# ACTIVITY:
Reading the records below, count the lines in which the string "EmptyImageSet" appears; write the number only.

# Excerpts from a dataset:
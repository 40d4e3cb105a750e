//! Fail-fast request validation.
//!
//! [`validate`] checks a [`RenderRequest`] in a fixed order and stops at the
//! first problem, before any file is written or any image is decoded:
//!
//! 1. the image list is not empty,
//! 2. the mode yields a valid [`Timeline`],
//! 3. the output location is writable,
//! 4. every image has a supported format and exists,
//! 5. the audio track, if any, has a supported format and exists.
//!
//! A caller can run it ahead of time (for example to enable a "Render"
//! button) and [`Pipeline::run`](crate::Pipeline::run) runs it again as its
//! first stage.

use std::path::{Path, PathBuf};

use crate::audio::AudioTrack;
use crate::error::SlideReelError;
use crate::normalize::ImageSet;
use crate::pipeline::RenderRequest;
use crate::timeline::Timeline;

/// Prefix of every temporary file this crate creates next to an output.
pub(crate) const TEMP_PREFIX: &str = ".slidereel-";

/// A request that passed validation, with everything derived from it.
#[derive(Debug, Clone)]
pub struct RenderPlan {
    /// The images, format-checked, in display order.
    pub images: ImageSet,
    /// Frame layout of the output.
    pub timeline: Timeline,
    /// Background audio, if requested.
    pub audio: Option<AudioTrack>,
    /// Final output path.
    pub output: PathBuf,
    /// Directory that holds the output and all temporary files.
    pub output_dir: PathBuf,
}

/// Validate `request` for a render at `frame_rate` fps.
///
/// # Errors
///
/// The first of [`SlideReelError::EmptyImageSet`],
/// [`SlideReelError::InvalidDuration`], [`SlideReelError::UnwritableOutputPath`],
/// [`SlideReelError::UnreadableImage`], or [`SlideReelError::UnreadableAudio`]
/// that applies, in that order.
pub fn validate(request: &RenderRequest, frame_rate: u32) -> Result<RenderPlan, SlideReelError> {
    if request.images.is_empty() {
        return Err(SlideReelError::EmptyImageSet);
    }

    let timeline = Timeline::plan(request.mode, request.images.len(), frame_rate)?;
    let output_dir = check_output(&request.output)?;
    let images = ImageSet::new(request.images.iter().cloned())?;
    let audio = request.audio.as_ref().map(AudioTrack::open).transpose()?;

    log::debug!(
        "Validated {} images ({}), audio: {}",
        images.len(),
        request.mode,
        audio.is_some(),
    );

    Ok(RenderPlan {
        images,
        timeline,
        audio,
        output: request.output.clone(),
        output_dir,
    })
}

/// Check that a file can be created at `output`; return its directory.
fn check_output(output: &Path) -> Result<PathBuf, SlideReelError> {
    if output.file_name().is_none() {
        return Err(SlideReelError::unwritable_output(output, "path has no file name"));
    }
    if output.is_dir() {
        return Err(SlideReelError::unwritable_output(output, "path is a directory"));
    }

    let dir = match output.parent() {
        Some(parent) if !parent.as_os_str().is_empty() => parent.to_path_buf(),
        _ => PathBuf::from("."),
    };
    if !dir.exists() {
        return Err(SlideReelError::unwritable_output(
            output,
            format!("directory {} does not exist", dir.display()),
        ));
    }
    if !dir.is_dir() {
        return Err(SlideReelError::unwritable_output(
            output,
            format!("{} is not a directory", dir.display()),
        ));
    }

    // Creating and dropping a scratch file is the only reliable write check.
    tempfile::Builder::new()
        .prefix(TEMP_PREFIX)
        .tempfile_in(&dir)
        .map_err(|e| SlideReelError::unwritable_output(output, e))?;

    Ok(dir)
}

#[cfg(test)]
mod tests {
    use super::*;
    use crate::error::ErrorKind;

    #[test]
    fn output_directory_defaults_to_current_dir() {
        let dir = check_output(Path::new("video.mp4")).unwrap();
        assert_eq!(dir, PathBuf::from("."));
    }

    #[test]
    fn output_without_file_name_is_rejected() {
        let err = check_output(Path::new("/")).unwrap_err();
        assert_eq!(err.kind(), ErrorKind::UnwritableOutputPath);
    }

    #[test]
    fn missing_output_directory_is_rejected() {
        let dir = tempfile::tempdir().unwrap();
        let err = check_output(&dir.path().join("missing").join("out.mp4")).unwrap_err();
        assert_eq!(err.kind(), ErrorKind::UnwritableOutputPath);
    }
}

# SOLUTION TO THIS EXERCISE:
2